Hi, I'm supposed to solve the following question using proof by induction, and am very confused with it. It would be greatly appreciated if someone could help me solve this problem:

Let an = 2 and an+1[tex]\frac{4a_n -3}{a_n}[/tex] for n >=1. Show that 1[tex]\leq a_n \leq a_(n+1)\leq3[/tex] for all n [tex]\geq1[/tex]
please note that _ = subscript


I am very confused with this problem, and would appreciate any help.


Thanks!

I have myself solved something simular not so long a ago I think it suppose to say

Let [tex]a_n = 2[/tex]

Let [tex]a_{n+1} = \frac{4 {a_n}-3}{a_n}[/tex] for [tex]n \geq 1[/tex]

and then

"Show that 1[tex]\leq {a_n} \leq {a_{n+1}}\leq 3[/tex] for all [tex] n \geq 1[/tex]"

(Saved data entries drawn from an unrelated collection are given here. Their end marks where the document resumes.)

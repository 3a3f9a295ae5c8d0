//! Retry of single atomic store steps on transient failures.
//!
//! Only one-shot steps (a seat claim, a sequence claim, a hold acquisition) go through here.
//! Multi-step work such as batches never retries; it rolls back and surfaces the error.

use std::future::Future;
use std::time::Duration;

use crate::config::RetryConfig;
use crate::errors::Result;

impl RetryConfig {
    /// Delay before retry number `attempt` (0-based): `backoff_ms * backoff_factor^attempt`,
    /// capped at `max_backoff_ms`.
    pub fn backoff(&self, attempt: u32) -> Duration {
        let exponential = self.backoff_ms.saturating_mul(self.backoff_factor.saturating_pow(attempt));
        Duration::from_millis(exponential.min(self.max_backoff_ms))
    }
}

/// Run `step` until it succeeds, fails with a non-transient error, or `max_attempts` is used up.
pub async fn with_retry<T, F, Fut>(config: &RetryConfig, operation: &'static str, mut step: F) -> Result<T>
where
    F: FnMut() -> Fut,
    Fut: Future<Output = Result<T>>,
{
    let mut attempt = 0;
    loop {
        match step().await {
            Err(e) if e.is_transient() && attempt + 1 < config.max_attempts => {
                let delay = config.backoff(attempt);
                tracing::warn!(
                    operation,
                    attempt = attempt + 1,
                    max_attempts = config.max_attempts,
                    backoff_ms = delay.as_millis() as u64,
                    error = %e,
                    "Transient store failure, retrying"
                );
                tokio::time::sleep(delay).await;
                attempt += 1;
            }
            result => return result,
        }
    }
}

I could be wrong but this setup makes me think about a socalled recurrence relation..
But you are right it looks like something is missing.
 
Last edited:
  • #4
Have you tried anything yet? Induction has some very clear steps. First, show it is true for n=1. Then assume n=k is true and see what happens with k+1.
 

Related to Proof involving linear algebra

1. What is linear algebra?

Linear algebra is a branch of mathematics that deals with the study of linear equations and their representations in vector spaces. It involves operations such as addition, subtraction, multiplication, and division of vectors and matrices.

2. How is linear algebra used in proofs?

Linear algebra is used in proofs to solve systems of linear equations and to find the properties of linear transformations. It also provides a framework for analyzing the properties of vectors and matrices, which are often used in proofs involving geometric concepts.

3. What are the fundamental concepts in linear algebra?

The fundamental concepts in linear algebra include vector spaces, linear transformations, and matrices. Other important concepts include determinants, eigenvalues and eigenvectors, and orthogonality.

4. Why is linear algebra important in science?

Linear algebra is important in science because it provides a powerful tool for solving complex mathematical problems that arise in various fields such as physics, engineering, and computer science. It also helps in understanding and representing data in a more efficient and concise manner.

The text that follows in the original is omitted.